On Fri, Mar 22, 2019 at 01:40:28PM +0100, Francisco Olarte wrote: > Thomas: > > On Fri, Mar 22, 2019 at 11:22 AM Thomas Güttler > <guettliml@thomas-guettler.de> wrote: > > Thank you for asking several times for a benchmark. > > I wrote it now and it is visible: inserting random bytes into bytea is much slower, > > if you use the psycopg2 defaults. > > Here is the chart: > > https://github.com/guettli/misc/blob/master/bench-bytea-inserts-postrgres.png > > And here is the script which creates the chart: > > https://github.com/guettli/misc/blob/master/bench-bytea-inserts-postrgres.py > > I'm not too sure, but I read ( in the code ) you are measuring a > nearly not compressible urandom data againtst a highly compressible ( > 'x'*i ) data, > are you sure the difference is not due to data being compressed and > generating much less disk usage in toast-tables/wal? > > Francisco Olarte. > +1 Regards, Ken
Am 22.03.19 um 13:40 schrieb Francisco Olarte: > Thomas: > > On Fri, Mar 22, 2019 at 11:22 AM Thomas Güttler > <guettliml@thomas-guettler.de> wrote: >> Thank you for asking several times for a benchmark. >> I wrote it now and it is visible: inserting random bytes into bytea is much slower, >> if you use the psycopg2 defaults. >> Here is the chart: >> https://github.com/guettli/misc/blob/master/bench-bytea-inserts-postrgres.png >> And here is the script which creates the chart: >> https://github.com/guettli/misc/blob/master/bench-bytea-inserts-postrgres.py > > I'm not too sure, but I read ( in the code ) you are measuring a > nearly not compressible urandom data againtst a highly compressible ( > 'x'*i ) data, > are you sure the difference is not due to data being compressed and > generating much less disk usage in toast-tables/wal? +1 for this case toast-tables/wal is a detail of the implementation. This tests does not care about the "why it takes longer". It just generates a performance chart. Yes, it does exactly what you say: it compares nearly not compressible urandom data against a highly compressible data. In my case, will get nearly random data (binary PDF, JPG, ...). And that's why I wanted to benchmark it.
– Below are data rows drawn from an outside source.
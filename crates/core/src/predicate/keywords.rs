//! Built-in predicate keywords.

use std::sync::Arc;

use crate::adapter::{AdapterHealth, AdapterKind, TestOutcome};

use super::{KeywordBuilder, Predicate, PredicateError};

const KINDS: &[&str] = &["public", "semi-private", "private"];
const HEALTH: &[&str] = &["healthy", "failing", "unknown"];
const TEST_OUTCOMES: &[&str] = &["passed", "failed"];

pub(super) fn builtin() -> Vec<(&'static str, KeywordBuilder)> {
    vec![
        ("group", Arc::new(group) as KeywordBuilder),
        ("lang", Arc::new(lang) as KeywordBuilder),
        ("type", Arc::new(kind) as KeywordBuilder),
        ("status", Arc::new(status) as KeywordBuilder),
        ("test", Arc::new(last_test) as KeywordBuilder),
    ]
}

/// `group:<name>` - adapter carries the group tag (case-insensitive).
fn group(argument: &str) -> Result<Predicate, PredicateError> {
    let wanted = argument.to_lowercase();
    Ok(Predicate::new(move |a| {
        a.groups.iter().any(|g| g.to_lowercase() == wanted)
    }))
}

/// `lang:<prefix>` - adapter language starts with the prefix (case-insensitive).
fn lang(argument: &str) -> Result<Predicate, PredicateError> {
    let prefix = argument.to_lowercase();
    Ok(Predicate::new(move |a| {
        a.language.to_lowercase().starts_with(&prefix)
    }))
}

/// `type:<public|semi-private|private>`
fn kind(argument: &str) -> Result<Predicate, PredicateError> {
    let wanted = match argument.to_lowercase().as_str() {
        "public" => AdapterKind::Public,
        "semi-private" => AdapterKind::SemiPrivate,
        "private" => AdapterKind::Private,
        _ => return Err(PredicateError::invalid_argument("type", argument, KINDS)),
    };
    Ok(Predicate::new(move |a| a.kind == wanted))
}

/// `status:<healthy|failing|unknown>`
fn status(argument: &str) -> Result<Predicate, PredicateError> {
    let wanted = match argument.to_lowercase().as_str() {
        "healthy" => AdapterHealth::Healthy,
        "failing" => AdapterHealth::Failing,
        "unknown" => AdapterHealth::Unknown,
        _ => return Err(PredicateError::invalid_argument("status", argument, HEALTH)),
    };
    Ok(Predicate::new(move |a| a.health == wanted))
}

/// `test:<passed|failed>` - outcome of the last self-test; untested adapters
/// match neither.
fn last_test(argument: &str) -> Result<Predicate, PredicateError> {
    let wanted = match argument.to_lowercase().as_str() {
        "passed" => TestOutcome::Passed,
        "failed" => TestOutcome::Failed,
        _ => {
            return Err(PredicateError::invalid_argument(
                "test",
                argument,
                TEST_OUTCOMES,
            ))
        }
    };
    Ok(Predicate::new(move |a| a.last_test == Some(wanted)))
}

#[cfg(test)]
mod tests {
    use crate::adapter::{AdapterHealth, AdapterKind, AdapterMetadata, TestOutcome};
    use crate::predicate::{KeywordRegistry, PredicateError};

    fn adapter(
        id: &str,
        language: &str,
        kind: AdapterKind,
        groups: &[&str],
        health: AdapterHealth,
        last_test: Option<TestOutcome>,
    ) -> AdapterMetadata {
        AdapterMetadata {
            id: id.to_string(),
            configured: true,
            language: language.to_string(),
            kind,
            groups: groups.iter().map(|g| g.to_string()).collect(),
            health,
            last_test,
        }
    }

    fn fixtures() -> Vec<AdapterMetadata> {
        vec![
            adapter(
                "alpha",
                "en-US",
                AdapterKind::Public,
                &["Scene", "movies"],
                AdapterHealth::Healthy,
                Some(TestOutcome::Passed),
            ),
            adapter(
                "beta",
                "fr-FR",
                AdapterKind::Private,
                &["tv"],
                AdapterHealth::Failing,
                Some(TestOutcome::Failed),
            ),
            adapter(
                "gamma",
                "en-GB",
                AdapterKind::SemiPrivate,
                &[],
                AdapterHealth::Unknown,
                None,
            ),
        ]
    }

    fn matching(expression: &str) -> Vec<String> {
        let predicate = KeywordRegistry::with_defaults().parse(expression).unwrap();
        fixtures()
            .into_iter()
            .filter(|a| predicate.matches(a))
            .map(|a| a.id)
            .collect()
    }

    #[test]
    fn test_group_membership_is_case_insensitive() {
        assert_eq!(matching("group:scene"), vec!["alpha"]);
        assert_eq!(matching("group:MOVIES"), vec!["alpha"]);
        assert!(matching("group:anime").is_empty());
    }

    #[test]
    fn test_lang_prefix() {
        assert_eq!(matching("lang:en"), vec!["alpha", "gamma"]);
        assert_eq!(matching("lang:en-us"), vec!["alpha"]);
        assert_eq!(matching("lang:FR"), vec!["beta"]);
    }

    #[test]
    fn test_type_exact() {
        assert_eq!(matching("type:public"), vec!["alpha"]);
        assert_eq!(matching("type:Semi-Private"), vec!["gamma"]);
        assert_eq!(matching("type:private"), vec!["beta"]);
    }

    #[test]
    fn test_status() {
        assert_eq!(matching("status:healthy"), vec!["alpha"]);
        assert_eq!(matching("status:failing"), vec!["beta"]);
        assert_eq!(matching("status:unknown"), vec!["gamma"]);
    }

    #[test]
    fn test_test_outcome() {
        assert_eq!(matching("test:passed"), vec!["alpha"]);
        assert_eq!(matching("test:failed"), vec!["beta"]);
        // Untested adapters match neither outcome
        assert_eq!(matching("!test:passed+!test:failed"), vec!["gamma"]);
    }

    #[test]
    fn test_negated_status_is_complement() {
        let registry = KeywordRegistry::with_defaults();
        let positive = registry.parse("status:healthy").unwrap();
        let negative = registry.parse("!status:healthy").unwrap();
        for a in fixtures() {
            assert_eq!(negative.matches(&a), !positive.matches(&a), "{}", a.id);
        }
    }

    #[test]
    fn test_combined_expression() {
        assert_eq!(matching("lang:en+!type:public,group:tv"), vec!["beta", "gamma"]);
    }

    #[test]
    fn test_invalid_arguments_name_expected_values() {
        let registry = KeywordRegistry::with_defaults();

        let err = registry.parse("status:sick").unwrap_err();
        assert_eq!(
            err,
            PredicateError::InvalidArgument {
                keyword: "status".to_string(),
                argument: "sick".to_string(),
                expected: "healthy|failing|unknown".to_string(),
            }
        );

        let err = registry.parse("type:secret").unwrap_err();
        assert!(err.to_string().contains("public|semi-private|private"));

        let err = registry.parse("test:skipped").unwrap_err();
        assert!(err.to_string().contains("passed|failed"));
    }
}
Regards, Thomas -- Thomas Guettler http://www.thomas-guettler.de/ I am looking for feedback: https://github.com/guettli/programming-guidelines
On 3/22/19 6:04 AM, Thomas Güttler wrote: > > > Am 22.03.19 um 13:40 schrieb Francisco Olarte: >> Thomas: >> >> On Fri, Mar 22, 2019 at 11:22 AM Thomas Güttler >> <guettliml@thomas-guettler.de> wrote: >>> Thank you for asking several times for a benchmark. >>> I wrote it now and it is visible: inserting random bytes into bytea >>> is much slower, >>> if you use the psycopg2 defaults. >>> Here is the chart: >>> >>> https://github.com/guettli/misc/blob/master/bench-bytea-inserts-postrgres.png >>> >>> And here is the script which creates the chart: >>> >>> https://github.com/guettli/misc/blob/master/bench-bytea-inserts-postrgres.py >>> >> >> I'm not too sure, but I read ( in the code ) you are measuring a >> nearly not compressible urandom data againtst a highly compressible ( >> 'x'*i ) data, >> are you sure the difference is not due to data being compressed and >> generating much less disk usage in toast-tables/wal? > > +1 > > for this case toast-tables/wal is a detail of the implementation. > This tests does not care about the "why it takes longer". It just generates > a performance chart. TOAST is tunable, might want to take a look at: https://www.postgresql.org/docs/11/storage-toast.html > > Yes, it does exactly what you say: it compares > nearly not compressible urandom data against a highly compressible data. > > In my case, will get nearly random data (binary PDF, JPG, ...). And > that's why > I wanted to benchmark it. > > Regards, > Thomas > > -- Adrian Klaver adrian.klaver@aklaver.com
Thomas: On Fri, Mar 22, 2019 at 2:03 PM Thomas Güttler <guettliml@thomas-guettler.de> wrote: > > I'm not too sure, but I read ( in the code ) you are measuring a > > nearly not compressible urandom data againtst a highly compressible ( ... > for this case toast-tables/wal is a detail of the implementation. > This tests does not care about the "why it takes longer". It just generates > a performance chart. > Yes, it does exactly what you say: it compares > nearly not compressible urandom data against a highly compressible data. > In my case, will get nearly random data (binary PDF, JPG, ...). And that's why > I wanted to benchmark it. Well, if all you wanted is to benchmark, a performance chart, you know it. I assumed you wanted to know more, like where the bottleneck is and how to try to avoid it. My fault. I was specifically confused because, IIRC, you said ascii data took much longer than binary, which is a completely different test ( you can test ascii vs binary by generating chunks of random numbers in say, the 0 to 127 and sending that data once as is and once more shifting left by one every byte. That should test ascii-binary differences, but if you test random vs uniform I think the problem is in the randomness, you could just test sending '\x92'*i, or something similar, but if you are just interested in the benchmark, you have it done. Just one thing, a single graph with two labels "ascii" and "random" is misleading, as constant/random is orthogonal with ascii/binary, but as I said, my fault, all the text about psycopg and other stuff led me to think you wanted some kind of diagnosis and improvements. Regards.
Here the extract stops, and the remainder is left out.